Japan is drawing up innovative plans to extract uranium from seawater in an attempt to end the country's reliance on imports for nuclear power stations.
By Julian Ryall in Tokyo Published: 1:40PM BST 16 Jun 2009
Government-funded scientists have proposed placing huge "uranium farms" on the seabed, consisting of anchored sponges which soak up the element.
Dr Masao Tanada, of the Japan Atomic Energy Agency, has developed a fabric made primarily of irradiated polyethylene that is able to soak up the minute amounts of uranium – around 3.3 parts per billion – in the seawater.
The world's oceans contain an estimated 4.5 billion tons of uranium, around 1,000 times the amount that is known to exist in uranium mines.
Dr Tanada claims Japan's nuclear power industry could harvest the 8,000 tons it needs each year a year from the Kuroshio Current that flows along Japan's eastern seaboard.

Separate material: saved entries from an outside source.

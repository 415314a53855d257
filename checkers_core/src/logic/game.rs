use crate::logic::board::{Board, Color, Coord};
use crate::logic::chain::JumpChainBuilder;
use crate::logic::rules::IllegalMove;
use crate::player::Player;
use serde::{Deserialize, Serialize};
use std::fmt;

#[derive(Debug, Clone, Copy, PartialEq, Eq, Serialize, Deserialize)]
pub enum MoveKind {
    Step,
    Jump,
}

impl fmt::Display for MoveKind {
    fn fmt(&self, f: &mut fmt::Formatter<'_>) -> fmt::Result {
        match self {
            Self::Step => write!(f, "move"),
            Self::Jump => write!(f, "jump"),
        }
    }
}

/// A full turn for one piece.
#[derive(Debug, Clone, PartialEq, Eq, Serialize, Deserialize)]
pub enum Move {
    /// One diagonal square, no capture.
    Step { from: Coord, to: Coord },
    /// `[start, landing1, landing2, ...]`, every hop a capture.
    Jump(Vec<Coord>),
}

impl Move {
    pub const fn kind(&self) -> MoveKind {
        match self {
            Self::Step { .. } => MoveKind::Step,
            Self::Jump(_) => MoveKind::Jump,
        }
    }

    pub fn origin(&self) -> Option<Coord> {
        match self {
            Self::Step { from, .. } => Some(*from),
            Self::Jump(path) => path.first().copied(),
        }
    }

    pub fn destination(&self) -> Option<Coord> {
        match self {
            Self::Step { to, .. } => Some(*to),
            Self::Jump(path) => path.last().copied(),
        }
    }

    /// Every square the piece visits, starting square included.
    pub fn path(&self) -> Vec<Coord> {
        match self {
            Self::Step { from, to } => vec![*from, *to],
            Self::Jump(path) => path.clone(),
        }
    }

    pub fn captures(&self) -> usize {
        match self {
            Self::Step { .. } => 0,
            Self::Jump(path) => path.len().saturating_sub(1),
        }
    }
}

impl fmt::Display for Move {
    fn fmt(&self, f: &mut fmt::Formatter<'_>) -> fmt::Result {
        let sep = match self.kind() {
            MoveKind::Step => " -> ",
            MoveKind::Jump => " x ",
        };
        for (i, square) in self.path().iter().enumerate() {
            if i > 0 {
                write!(f, "{sep}")?;
            }
            write!(f, "{square}")?;
        }
        Ok(())
    }
}

/// The moves open to the side to move. Never mixes steps and jumps.
#[derive(Debug, Clone, PartialEq, Eq)]
pub struct LegalMoves {
    pub kind: MoveKind,
    pub moves: Vec<Move>,
}

impl LegalMoves {
    pub fn is_empty(&self) -> bool {
        self.moves.is_empty()
    }

    pub fn len(&self) -> usize {
        self.moves.len()
    }
}

#[derive(Debug, Clone, Copy, PartialEq, Eq, Serialize, Deserialize)]
pub enum GameStatus {
    Playing,
    Won(Color),
}

impl GameStatus {
    /// 0 while playing, otherwise the winner's sign.
    pub const fn winner_sign(self) -> i8 {
        match self {
            Self::Playing => 0,
            Self::Won(color) => color.sign(),
        }
    }
}

/// Board and turn. This is the unit search copies before trying a move.
#[derive(Debug, Clone, PartialEq, Eq, Serialize)]
pub struct GameState {
    pub board: Board,
    pub turn: Color,
    pub status: GameStatus,
    pub plies: u32,
}

impl Default for GameState {
    fn default() -> Self {
        Self::new()
    }
}

impl GameState {
    #[must_use]
    pub fn new() -> Self {
        Self {
            board: Board::new(),
            turn: Color::Red,
            status: GameStatus::Playing,
            plies: 0,
        }
    }

    /// Starts from an arbitrary position with `turn` to move.
    #[must_use]
    pub fn from_board(board: Board, turn: Color) -> Self {
        let mut state = Self {
            board,
            turn,
            status: GameStatus::Playing,
            plies: 0,
        };
        state.update_status();
        state
    }

    /// Jump chains when any capture exists, plain steps otherwise.
    pub fn determine_legal_moves(&self) -> Result<LegalMoves, IllegalMove> {
        let jumps = self.board.calculate_possible_jumps(self.turn, None);
        if jumps.is_empty() {
            let moves = self
                .board
                .calculate_possible_moves(self.turn)
                .into_iter()
                .map(|(from, to)| Move::Step { from, to })
                .collect();
            return Ok(LegalMoves {
                kind: MoveKind::Step,
                moves,
            });
        }

        let chains = JumpChainBuilder::new(self.turn).build(&self.board, &jumps)?;
        Ok(LegalMoves {
            kind: MoveKind::Jump,
            moves: chains.into_iter().map(Move::Jump).collect(),
        })
    }

    /// Applies `mv` for the side to move, crowns, and hands the turn over.
    ///
    /// Only moves [`Self::determine_legal_moves`] would offer are accepted: a
    /// step is refused while a capture exists and a chain must be maximal. The
    /// board is only touched if the whole move is legal.
    pub fn play_turn(&mut self, mv: &Move) -> Result<GameStatus, IllegalMove> {
        if self.status != GameStatus::Playing {
            return Err(IllegalMove::GameOver);
        }

        let origin = mv.origin().ok_or(IllegalMove::MalformedChain)?;
        if let Some(piece) = self.board.piece_at(origin) {
            if piece.color != self.turn {
                return Err(IllegalMove::NotYourPiece(origin));
            }
        }

        let mut next_board = self.board;
        match mv {
            Move::Step { from, to } => {
                next_board.move_piece(*from, *to)?;
                if !self.board.calculate_possible_jumps(self.turn, None).is_empty() {
                    return Err(IllegalMove::CaptureRequired(*from));
                }
            }
            Move::Jump(path) => {
                if path.len() < 2 {
                    return Err(IllegalMove::MalformedChain);
                }
                for hop in path.windows(2) {
                    if let [from, to] = hop {
                        next_board.jump_piece(*from, *to)?;
                    }
                }
                // Chains must be maximal. Crowning only happens once the chain ends.
                let landing = mv.destination().unwrap_or(origin);
                if !next_board
                    .calculate_possible_jumps(self.turn, Some(landing))
                    .is_empty()
                {
                    return Err(IllegalMove::IncompleteChain(landing));
                }
            }
        }
        next_board.promote_pieces();

        self.board = next_board;
        self.turn = self.turn.opposite();
        self.plies += 1;
        self.update_status();

        Ok(self.status)
    }

    fn update_status(&mut self) {
        if let Some(winner) = self.board.check_winner() {
            self.status = GameStatus::Won(winner);
        } else if !self.board.has_any_action(self.turn) {
            // A side that cannot move loses.
            self.status = GameStatus::Won(self.turn.opposite());
        } else {
            self.status = GameStatus::Playing;
        }
    }
}

/// A match: the shared state plus who plays each color.
pub struct Game {
    state: GameState,
    players: [Box<dyn Player>; 2],
    last_move: Option<Move>,
}

impl Game {
    pub fn new(red: Box<dyn Player>, white: Box<dyn Player>) -> Self {
        Self::from_state(GameState::new(), red, white)
    }

    pub fn from_state(state: GameState, red: Box<dyn Player>, white: Box<dyn Player>) -> Self {
        Self {
            state,
            players: [red, white],
            last_move: None,
        }
    }

    pub const fn state(&self) -> &GameState {
        &self.state
    }

    pub const fn board(&self) -> &Board {
        &self.state.board
    }

    pub const fn turn(&self) -> Color {
        self.state.turn
    }

    pub const fn status(&self) -> GameStatus {
        self.state.status
    }

    pub const fn last_move(&self) -> Option<&Move> {
        self.last_move.as_ref()
    }

    pub fn get_active_player(&self) -> &dyn Player {
        match self.state.turn {
            Color::Red => self.players[0].as_ref(),
            Color::White => self.players[1].as_ref(),
        }
    }

    fn active_player_mut(&mut self) -> &mut dyn Player {
        match self.state.turn {
            Color::Red => self.players[0].as_mut(),
            Color::White => self.players[1].as_mut(),
        }
    }

    pub fn determine_legal_moves(&self) -> Result<LegalMoves, IllegalMove> {
        self.state.determine_legal_moves()
    }

    pub fn play_turn(&mut self, mv: &Move) -> Result<GameStatus, IllegalMove> {
        let mover = self.state.turn;
        let status = self.state.play_turn(mv)?;
        log::debug!("{mover} played {mv} ({} plies)", self.state.plies);
        if let GameStatus::Won(winner) = status {
            log::info!("{winner} wins after {} plies", self.state.plies);
        }
        self.last_move = Some(mv.clone());
        Ok(status)
    }

    /// Asks the active player for a move without playing it.
    ///
    /// `Ok(None)` means the player is interactive or found nothing to play.
    pub fn request_ai_move(&mut self) -> Result<Option<Move>, IllegalMove> {
        if self.state.status != GameStatus::Playing {
            return Ok(None);
        }
        let state = self.state.clone();
        let player = self.active_player_mut();
        let mv = player.determine_move(&state)?;
        if mv.is_none() && player.kind() == crate::player::PlayerKind::Ai {
            log::warn!("{} found no move for {}", player.name(), state.turn);
        }
        Ok(mv)
    }
}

"At the moment, Japan has to rely on imports of uranium from Canada and Australia, but this technology could be commercially deployed in as little as five years," he said.
Uranium supplies from conventional mining operations are expected to last for another 100 years, although further deposits are still to be discovered. Extraction, however, is expensive and damaging to the environment.
Dr Tanada hopes to secure funding to construct an underwater uranium farm covering nearly 400 square miles that would meet one-sixth of Japan's annual uranium requirements.
"Other countries are conducting similar research but none are as advanced as we are," he said. "We need to conduct more development research and be able to produce the adsorbent material on a large scale, but we could achieve this within five years."